Francisco López Acebal (5 April 1866, in Gijón – 5 September 1933) was a Spanish novelist, playwright and journalist.

==Education==
He began his studies at the Institute Jovellanos of his native town and continued with Escolapios Madrid. He graduated in Law from the Universidad Central. Although he had begun his literary career at thirteen in the Gijón daily El Comercio, his first literary success was reached in 1900, when he won with his novella Aires de mar the first prize in a competition of the magazine Blanco y Negro, on whose judging panel were José Echegaray, Benito Pérez Galdós and José Ortega Munilla. Since then he collaborated on the top newspapers and magazines in Spain (Blanco y Negro, Helios, Hojas Selectas, ABC, La Ilustración Española y Americana, etc.) and Latin America (Journal of the Marina of Havana, and La Nación, in Buenos Aires).

==Career==
A Krausism sympathizer, in 1901 he founded and afterwards led La Lectura (Journal of Science and Arts) (1901-1920), the most prestigious intellectual journal of his time, from whose pages he promoted authors of the Generation of 98 and whose shadow appeared after two collections of famous books: Pedagogía Moderna (Modern Pedagogy) and Clásicos Castellanos (Classical Castilian), associated with the ideas of the Institución Libre de Enseñanza and the Center for Historical Studies respectively. He worked closely on these projects with Julián Juderías, Domingo Barnés Salinas and others.

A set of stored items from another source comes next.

//! Property-based tests for frame generation.
//! Verifies invariants hold across dimensions and formats, not just fixed examples.

use proptest::prelude::*;
use testcard::{
    encode, ChromaSiting, Circle, ColorEntry, ColorTable, Generator, PixelFormat, Rect, Region,
    Scene, Shape,
};


fn any_format() -> impl Strategy<Value = PixelFormat> {
    prop::sample::select(PixelFormat::ALL.to_vec())
}

fn any_siting() -> impl Strategy<Value = ChromaSiting> {
    prop_oneof![
        Just(ChromaSiting::Reference),
        Just(ChromaSiting::Average),
        Just(ChromaSiting::Leading),
    ]
}

proptest! {
    #![proptest_config(ProptestConfig::with_cases(64))]

    /// Frame length always matches the layout formula.
    #[test]
    fn frame_length_matches_formula(w in 1u32..=600, h in 1u32..=300, format in any_format()) {
        let frame = encode(w, h, format).unwrap();
        let (w, h) = (w as usize, h as usize);
        let expected = match format {
            PixelFormat::Rgb24 => 3 * w * h,
            PixelFormat::Yuyv | PixelFormat::Uyvy | PixelFormat::Yvyu => 2 * w * h,
            PixelFormat::I420 => w * h + 2 * (w.div_ceil(2) * h.div_ceil(2)),
        };
        prop_assert_eq!(frame.len(), expected);
    }

    /// Two calls with the same arguments give identical bytes.
    #[test]
    fn generation_is_idempotent(
        w in 1u32..=520,
        h in 1u32..=260,
        format in any_format(),
        siting in any_siting(),
    ) {
        let generator = Generator::new().with_chroma_siting(siting);
        let a = generator.generate(w, h, format).unwrap();
        let b = generator.generate(w, h, format).unwrap();
        prop_assert_eq!(a, b);
    }

    /// Chroma siting never changes luma or frame size.
    #[test]
    fn siting_only_affects_chroma(w in 1u32..=520, h in 1u32..=260) {
        let reference = Generator::new().generate(w, h, PixelFormat::I420).unwrap();
        let average = Generator::new()
            .with_chroma_siting(ChromaSiting::Average)
            .generate(w, h, PixelFormat::I420)
            .unwrap();
        let luma = (w * h) as usize;
        prop_assert_eq!(reference.len(), average.len());
        prop_assert_eq!(&reference[..luma], &average[..luma]);
    }

    /// With leading siting both luma samples of a macropixel are always equal.
    #[test]
    fn leading_macropixels_are_uniform(half_w in 1u32..=260, h in 1u32..=260) {
        let frame = Generator::new()
            .with_chroma_siting(ChromaSiting::Leading)
            .generate(half_w * 2, h, PixelFormat::Yuyv)
            .unwrap();
        for macropixel in frame.chunks_exact(4) {
            prop_assert_eq!(macropixel[0], macropixel[2]);
        }
    }

    /// Wherever a rectangle and a circle overlap, the shape drawn later wins.
    #[test]
    fn later_shape_wins_on_overlap(
        x0 in 0usize..40,
        y0 in 0usize..40,
        cx in 10usize..50,
        cy in 10usize..50,
        r in 1usize..10,
        format in any_format(),
    ) {
        let rect = Shape::Rectangle(Rect::new(x0, y0, x0 + 20, y0 + 20));
        let circle = Shape::Circle(Circle::new(cx, cy, r));
        let rect_then_circle = Generator::new().with_scene(Scene::new(vec![rect, circle]));
        let circle_then_rect = Generator::new().with_scene(Scene::new(vec![circle, rect]));

        let frame_a = rect_then_circle.generate(64, 64, format).unwrap();
        let frame_b = circle_then_rect.generate(64, 64, format).unwrap();

        // Compare luma only; chroma is shared between neighbours.
        for y in 0..64 {
            for x in 0..64 {
                if !(rect.contains(x, y) && circle.contains(x, y)) {
                    continue;
                }
                let a = decoders::luma_at(&frame_a, format, 64, 64, x, y);
                let b = decoders::luma_at(&frame_b, format, 64, 64, x, y);
                prop_assert_eq!(a, luma_of(format, Region::Circle));
                prop_assert_eq!(b, luma_of(format, Region::Rectangle));
            }
        }
    }
}

fn luma_of(format: PixelFormat, region: Region) -> ColorEntry {
    match ColorTable::entry(format, region) {
        ColorEntry::Yuv(yuv) => ColorEntry::Yuv(testcard::Yuv::new(yuv.y, 0, 0)),
        rgb => rgb,
    }
}
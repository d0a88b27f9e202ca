// Copyright 2025 Dustin McAfee
//
// Licensed under the Apache License, Version 2.0 (the "License");
// you may not use this file except in compliance with the License.
// You may obtain a copy of the License at
//
//     http://www.apache.org/licenses/LICENSE-2.0
//
// Unless required by applicable law or agreed to in writing, software
// distributed under the License is distributed on an "AS IS" BASIS,
// WITHOUT WARRANTIES OR CONDITIONS OF ANY KIND, either express or implied.
// See the License for the specific language governing permissions and
// limitations under the License.

//! Shape geometry shared by every encoder.
//!
//! A [`Scene`] is an ordered list of shapes. Shapes later in the list are
//! drawn over earlier ones, so [`Scene::region_at`] walks the list backwards
//! and returns the first hit. The reference scene draws, in order:
//!
//! ```text
//! rectangle  x 50..250, y 50..150
//! circle     centre (400, 150), radius 100, scanned over x 300..500, y 50..250
//! line       y = 200, x 50..500
//! ```
//!
//! All ranges are half-open. Coordinates outside the canvas are never
//! queried, which clamps every shape to the canvas independently.

use crate::EncodeError;

/// Frame dimensions in pixels. Both are non-zero.
#[derive(Debug, Clone, Copy, PartialEq, Eq)]
pub struct Canvas {
    width: usize,
    height: usize,
}

impl Canvas {
    /// # Errors
    ///
    /// Returns [`EncodeError::InvalidDimension`] if either side is zero.
    pub fn new(width: u32, height: u32) -> Result<Self, EncodeError> {
        if width == 0 || height == 0 {
            return Err(EncodeError::InvalidDimension { width, height });
        }
        Ok(Self {
            width: width as usize,
            height: height as usize,
        })
    }

    #[must_use]
    pub const fn width(&self) -> usize {
        self.width
    }

    #[must_use]
    pub const fn height(&self) -> usize {
        self.height
    }

    /// The whole canvas as a rectangle.
    #[must_use]
    pub const fn bounds(&self) -> Rect {
        Rect::new(0, 0, self.width, self.height)
    }
}

/// Half-open rectangle `x0..x1` x `y0..y1`.
#[derive(Debug, Clone, Copy, PartialEq, Eq)]
pub struct Rect {
    pub x0: usize,
    pub y0: usize,
    pub x1: usize,
    pub y1: usize,
}

impl Rect {
    #[must_use]
    pub const fn new(x0: usize, y0: usize, x1: usize, y1: usize) -> Self {
        Self { x0, y0, x1, y1 }
    }

    #[inline]
    #[must_use]
    pub const fn contains(&self, x: usize, y: usize) -> bool {
        self.x0 <= x && x < self.x1 && self.y0 <= y && y < self.y1
    }

    #[must_use]
    pub const fn is_empty(&self) -> bool {
        self.x0 >= self.x1 || self.y0 >= self.y1
    }

    /// Intersection with the canvas, or `None` if nothing remains.
    #[must_use]
    pub fn clamp(&self, canvas: &Canvas) -> Option<Rect> {
        let clamped = Rect {
            x0: self.x0,
            y0: self.y0,
            x1: self.x1.min(canvas.width()),
            y1: self.y1.min(canvas.height()),
        };
        (!clamped.is_empty()).then_some(clamped)
    }

    /// Smallest rectangle covering both.
    #[must_use]
    pub fn union(&self, other: &Rect) -> Rect {
        Rect {
            x0: self.x0.min(other.x0),
            y0: self.y0.min(other.y0),
            x1: self.x1.max(other.x1),
            y1: self.y1.max(other.y1),
        }
    }
}

/// Filled circle, tested only inside its scan window.
///
/// The window is half-open, so the rightmost and bottom points of the
/// circle (`cx + r`, `cy + r`) are never painted.
#[derive(Debug, Clone, Copy, PartialEq, Eq)]
pub struct Circle {
    pub cx: usize,
    pub cy: usize,
    pub r: usize,
    pub window: Rect,
}

impl Circle {
    /// Circle scanned over `cx - r..cx + r` x `cy - r..cy + r`.
    #[must_use]
    pub const fn new(cx: usize, cy: usize, r: usize) -> Self {
        Self {
            cx,
            cy,
            r,
            window: Rect::new(
                cx.saturating_sub(r),
                cy.saturating_sub(r),
                cx.saturating_add(r),
                cy.saturating_add(r),
            ),
        }
    }

    #[inline]
    #[must_use]
    pub fn contains(&self, x: usize, y: usize) -> bool {
        if !self.window.contains(x, y) {
            return false;
        }
        let dx = x as i64 - self.cx as i64;
        let dy = y as i64 - self.cy as i64;
        let r = self.r as i64;
        dx * dx + dy * dy <= r * r
    }
}

/// One-pixel-high horizontal line at row `y`, spanning `x0..x1`.
#[derive(Debug, Clone, Copy, PartialEq, Eq)]
pub struct HLine {
    pub y: usize,
    pub x0: usize,
    pub x1: usize,
}

impl HLine {
    #[must_use]
    pub const fn new(y: usize, x0: usize, x1: usize) -> Self {
        Self { y, x0, x1 }
    }

    #[inline]
    #[must_use]
    pub const fn contains(&self, x: usize, y: usize) -> bool {
        y == self.y && self.x0 <= x && x < self.x1
    }
}

/// What covers a pixel. Each region has its own colour per format.
#[derive(Debug, Clone, Copy, PartialEq, Eq, Hash)]
pub enum Region {
    Background,
    Rectangle,
    Circle,
    Line,
}

impl Region {
    /// Every region, background first.
    pub const ALL: [Region; 4] = [
        Region::Background,
        Region::Rectangle,
        Region::Circle,
        Region::Line,
    ];
}

#[derive(Debug, Clone, Copy, PartialEq, Eq)]
pub enum Shape {
    Rectangle(Rect),
    Circle(Circle),
    HorizontalLine(HLine),
}

impl Shape {
    /// The colour region this shape paints.
    #[must_use]
    pub const fn region(&self) -> Region {
        match self {
            Shape::Rectangle(_) => Region::Rectangle,
            Shape::Circle(_) => Region::Circle,
            Shape::HorizontalLine(_) => Region::Line,
        }
    }

    #[inline]
    #[must_use]
    pub fn contains(&self, x: usize, y: usize) -> bool {
        match self {
            Shape::Rectangle(rect) => rect.contains(x, y),
            Shape::Circle(circle) => circle.contains(x, y),
            Shape::HorizontalLine(line) => line.contains(x, y),
        }
    }

    /// Every pixel the shape can paint lies inside this rectangle.
    #[must_use]
    pub const fn bounds(&self) -> Rect {
        match self {
            Shape::Rectangle(rect) => *rect,
            Shape::Circle(circle) => circle.window,
            Shape::HorizontalLine(line) => Rect::new(line.x0, line.y, line.x1, line.y.saturating_add(1)),
        }
    }
}

/// Shapes in draw order.
#[derive(Debug, Clone, PartialEq, Eq)]
pub struct Scene {
    shapes: Vec<Shape>,
}

impl Scene {
    /// Red rectangle, then blue circle, then green line.
    #[must_use]
    pub fn reference() -> Self {
        Self::new(vec![
            Shape::Rectangle(Rect::new(50, 50, 250, 150)),
            Shape::Circle(Circle::new(400, 150, 100)),
            Shape::HorizontalLine(HLine::new(200, 50, 500)),
        ])
    }

    /// A scene drawn in the given order; later shapes cover earlier ones.
    #[must_use]
    pub fn new(shapes: Vec<Shape>) -> Self {
        Self { shapes }
    }

    #[must_use]
    pub fn shapes(&self) -> &[Shape] {
        &self.shapes
    }

    /// Topmost region at `(x, y)`.
    #[inline]
    #[must_use]
    pub fn region_at(&self, x: usize, y: usize) -> Region {
        self.shapes
            .iter()
            .rev()
            .find(|shape| shape.contains(x, y))
            .map_or(Region::Background, Shape::region)
    }

    /// Bounding box of everything the scene paints on `canvas`.
    ///
    /// Pixels outside it are background. `None` when no shape reaches the
    /// canvas.
    #[must_use]
    pub fn coverage(&self, canvas: &Canvas) -> Option<Rect> {
        self.shapes
            .iter()
            .filter_map(|shape| shape.bounds().clamp(canvas))
            .reduce(|acc, rect| acc.union(&rect))
    }
}

impl Default for Scene {
    fn default() -> Self {
        Self::reference()
    }
}
//! Geometric Test Image Generator
//!
//! Writes the reference scene (red rectangle, blue circle, green line on a
//! white background) as a raw frame.
//!
//! # Usage
//!
//! ```bash
//! cargo run --bin geometric_image -- --width 640 --height 480 --format i420
//! cargo run --bin geometric_image -- --width 640 --height 480 --all --output-dir frames
//! ```
//!
//! Frames land in `<output-dir>/<stem>.<ext>` with `ext` one of `rgb`,
//! `yuyv`, `uyvy`, `yvyu`, `i420`. The output directory defaults to the
//! system temp dir. Set `RUST_LOG=debug` for more detail.

use std::path::PathBuf;

use anyhow::{Context, Result};
use clap::Parser;
use log::info;
use testcard::buffer::DEFAULT_STEM;
use testcard::{ChromaSiting, FileSink, Generator, ImageSink, PixelFormat};

#[derive(Debug, Parser)]
#[command(version, about = "Create a geometric test image in raw RGB or YUV formats.")]
struct Args {
    /// Width of the image in pixels
    #[arg(long)]
    width: u32,

    /// Height of the image in pixels
    #[arg(long)]
    height: u32,

    /// Output format: rgb24, yuyv, uyvy, yvyu or i420
    #[arg(long, default_value = "rgb24")]
    format: PixelFormat,

    /// Write every supported format instead of --format
    #[arg(long)]
    all: bool,

    /// Directory the frames are written to [default: system temp dir]
    #[arg(long)]
    output_dir: Option<PathBuf>,

    /// File name without extension
    #[arg(long, default_value = DEFAULT_STEM)]
    stem: String,

    /// Chroma subsampling policy: reference, average or leading
    #[arg(long, default_value = "reference")]
    chroma: ChromaSiting,
}

fn main() -> Result<()> {
    env_logger::Builder::from_env(env_logger::Env::default().default_filter_or("info")).init();

    let args = Args::parse();
    let dir = args.output_dir.unwrap_or_else(std::env::temp_dir);
    let mut sink = FileSink::new(dir, args.stem);
    let generator = Generator::new().with_chroma_siting(args.chroma);

    let formats: Vec<PixelFormat> = if args.all {
        PixelFormat::ALL.to_vec()
    } else {
        vec![args.format]
    };

    for format in formats {
        let frame = generator
            .generate(args.width, args.height, format)
            .with_context(|| format!("failed to render {}x{} {}", args.width, args.height, format))?;
        let path = sink.path_for(format);
        sink.write_image(format, &frame)
            .with_context(|| format!("failed to write {}", path.display()))?;
        info!(
            "Image saved as {} format: {}",
            format.name().to_uppercase(),
            path.display()
        );
    }

    Ok(())
}
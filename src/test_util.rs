//! Recording subscriber shared by the unit tests.

use std::sync::{
  atomic::{AtomicUsize, Ordering},
  Arc,
};

use parking_lot::Mutex;

use crate::{completion::Completion, demand::Demand, subscriber::Subscriber, subscription::Link};

#[derive(Clone, Debug, PartialEq, Eq)]
pub(crate) enum Event<Item, Err> {
  Value(Item),
  Done(Completion<Err>),
}

pub(crate) struct Events<Item, Err> {
  log: Arc<Mutex<Vec<Event<Item, Err>>>>,
  max_depth: Arc<AtomicUsize>,
  link: Arc<Mutex<Option<Link>>>,
}

impl<Item: Clone, Err: Clone> Events<Item, Err> {
  pub(crate) fn all(&self) -> Vec<Event<Item, Err>> { self.log.lock().clone() }

  pub(crate) fn is_empty(&self) -> bool { self.log.lock().is_empty() }

  pub(crate) fn values(&self) -> Vec<Item> {
    self
      .log
      .lock()
      .iter()
      .filter_map(|e| match e {
        Event::Value(v) => Some(v.clone()),
        Event::Done(_) => None,
      })
      .collect()
  }

  pub(crate) fn completions(&self) -> Vec<Completion<Err>> {
    self
      .log
      .lock()
      .iter()
      .filter_map(|e| match e {
        Event::Done(c) => Some(c.clone()),
        Event::Value(_) => None,
      })
      .collect()
  }

  /// Deepest nesting of `receive` calls seen so far.
  pub(crate) fn max_depth(&self) -> usize { self.max_depth.load(Ordering::SeqCst) }

  /// The link the recorder was handed.
  pub(crate) fn link(&self) -> Link { self.link.lock().clone().unwrap_or_else(Link::closed) }
}

pub(crate) struct Recorder<Item, Err> {
  log: Arc<Mutex<Vec<Event<Item, Err>>>>,
  depth: Arc<AtomicUsize>,
  max_depth: Arc<AtomicUsize>,
  link: Arc<Mutex<Option<Link>>>,
  initial: Demand,
  grant: Demand,
  cancel_after: Option<usize>,
  request_in_callback: Demand,
  received: usize,
}

impl<Item, Err> Recorder<Item, Err> {
  pub(crate) fn new(initial: Demand) -> (Self, Events<Item, Err>) {
    let log = Arc::new(Mutex::new(vec![]));
    let depth = Arc::new(AtomicUsize::new(0));
    let max_depth = Arc::new(AtomicUsize::new(0));
    let link = Arc::new(Mutex::new(None));
    let events = Events {
      log: log.clone(),
      max_depth: max_depth.clone(),
      link: link.clone(),
    };
    let recorder = Recorder {
      log,
      depth,
      max_depth,
      link,
      initial,
      grant: Demand::NONE,
      cancel_after: None,
      request_in_callback: Demand::NONE,
      received: 0,
    };
    (recorder, events)
  }

  /// Return `grant` from every `receive`.
  pub(crate) fn granting(mut self, grant: Demand) -> Self {
    self.grant = grant;
    self
  }

  /// Cancel the link from inside the `n`th `receive`.
  pub(crate) fn cancelling_after(mut self, n: usize) -> Self {
    self.cancel_after = Some(n);
    self
  }

  /// Call `link.request(demand)` from inside every `receive`.
  pub(crate) fn requesting_in_callback(mut self, demand: Demand) -> Self {
    self.request_in_callback = demand;
    self
  }

  fn current_link(&self) -> Option<Link> { self.link.lock().clone() }
}

impl<Item, Err> Subscriber<Item, Err> for Recorder<Item, Err> {
  fn on_subscribe(&mut self, link: &Link) {
    *self.link.lock() = Some(link.clone());
    link.request(self.initial);
  }

  fn receive(&mut self, value: Item) -> Demand {
    let depth = self.depth.fetch_add(1, Ordering::SeqCst) + 1;
    self.max_depth.fetch_max(depth, Ordering::SeqCst);
    self.log.lock().push(Event::Value(value));
    self.received += 1;

    if let Some(link) = self.current_link() {
      if !self.request_in_callback.is_none() {
        link.request(self.request_in_callback);
      }
      if self.cancel_after == Some(self.received) {
        link.cancel();
      }
    }
    self.depth.fetch_sub(1, Ordering::SeqCst);
    self.grant
  }

  fn receive_completion(&mut self, completion: Completion<Err>) {
    self.log.lock().push(Event::Done(completion));
  }
}
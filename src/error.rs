//! Error types and protocol-violation reporting.
//!
//! Upstream failures travel as [`Completion::Failed`] values and never show up
//! here. This module covers the two other kinds of trouble: invalid
//! configuration, reported as [`Error`], and collaborators that break the
//! demand protocol, reported as [`ProtocolViolation`].
//!
//! [`Completion::Failed`]: crate::completion::Completion::Failed

use std::time::Duration;

/// Configuration errors.
#[derive(Debug, Clone, PartialEq, Eq, thiserror::Error)]
pub enum Error {
  /// A repeating timer needs a positive period.
  #[error("timer interval must be greater than zero, got {0:?}")]
  InvalidInterval(Duration),
}

/// A collaborator broke the demand protocol.
///
/// These indicate bugs in a publisher or subscriber, not runtime conditions.
/// The offending signal is always dropped. By default the violation is logged;
/// with the `strict-contract` feature it panics instead.
#[derive(Debug, Clone, Copy, PartialEq, Eq, thiserror::Error)]
pub enum ProtocolViolation {
  #[error("value delivered without outstanding demand")]
  UnrequestedDelivery,
  #[error("value delivered after the link terminated")]
  DeliveryAfterTermination,
  #[error("completion delivered more than once")]
  DuplicateCompletion,
  #[error("value delivered while a previous delivery to the same subscriber was in progress")]
  ReentrantDelivery,
}

#[cfg(not(feature = "strict-contract"))]
pub(crate) fn report_violation(violation: ProtocolViolation) {
  log::warn!("protocol violation ignored: {violation}");
}

#[cfg(feature = "strict-contract")]
pub(crate) fn report_violation(violation: ProtocolViolation) {
  panic!("protocol violation: {violation}");
}

#[cfg(test)]
mod tests {
  use super::*;

  #[test]
  fn messages() {
    assert_eq!(
      Error::InvalidInterval(Duration::ZERO).to_string(),
      "timer interval must be greater than zero, got 0ns"
    );
    assert_eq!(
      ProtocolViolation::UnrequestedDelivery.to_string(),
      "value delivered without outstanding demand"
    );
  }
}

In 1907 he was appointed Deputy Secretary of the Board for Advanced Studies and Research, where he helped the Secretary José Castillejo to train new generations of scientists.

==Work==
In Acebal's theatrical works there are evident influences by Benito Pérez Galdós and the comedy of Jacinto Benavente. He adapted the dramatic formula of several novels of the first such as El amigo Manso, which was much celebrated on its premiere at the Odeon Theatre on November 20, 1917 or Misericordia. More important is his narrative, which contains a careful language, with novels that have been translated into English (Dolorosa, for example, 1904), French, Portuguese and Dutch. He left quite a few unpublished works.

==Works==

===Novels===
- From good stock Madrid, 1902 (A. March).
- Dolorosa, Madrid: Bookstore General Victoriano Suarez, 1904. Reprinted Oviedo: Royal Institute of Asturian Studies, 1999, with an introduction by José María Roca Franquesa.
- Head to head, 1905.
- Calvary (contemporary novel of manners), Barcelona: Montaner and Simon, 1905.

===Short Narrative===
- Footprint souls, Madrid, Reading Library, 1901.
- From my corner, Salamanca, 1902.
- Penumbra, Madrid: Graphics Press, 1924.
- Mystical Rose, Madrid: The Contemporaries, 1909.

===Theatre===
- Never ', Madrid, 1905 (Typography Magazine Files) comedy.
- A modern, Madrid: Renaissance, 1914, comedy in two acts.
- The ancestors Madrid, 1920 (Typ. of the Journal Archives)
- Mercy
- A good will
- Gusts of passion. Madrid: The Contemporaries, 1925. Comedy.
- Clay dolls.
- The gentle friend. Three-act stage adaptation of the novel of the same title by Perez Galdos Madrid, 1917.

==Bibliography==
- Antonio Marco García, Francisco López Acebal y sus aportaciones a la cultura española del siglo XX (: Francisco López Acebal and his contributions to twentieth century Spanish culture). In: Archivum: Revista de la Facultad de Filología Volumes 46-47, 1996, pages 303-325.
- Andrés González Blanco, Historia de la novela en España desde el Romanticismo a nuestros días (: History of the novel in Spain from Romanticism to Our Day), Madrid, 1909.
- José María Roca Franquesa, La obra novelística de Francisco López Acebal (: The novelistic work of Francisco López Acebal). Offprint Factitia of the Boletín del Instituto de Estudios Asturianos. No. 84-85. Oviedo, 1975.
- Constantino Suárez, Escritores y artistas asturianos (: Asturian writers and artists) (1934).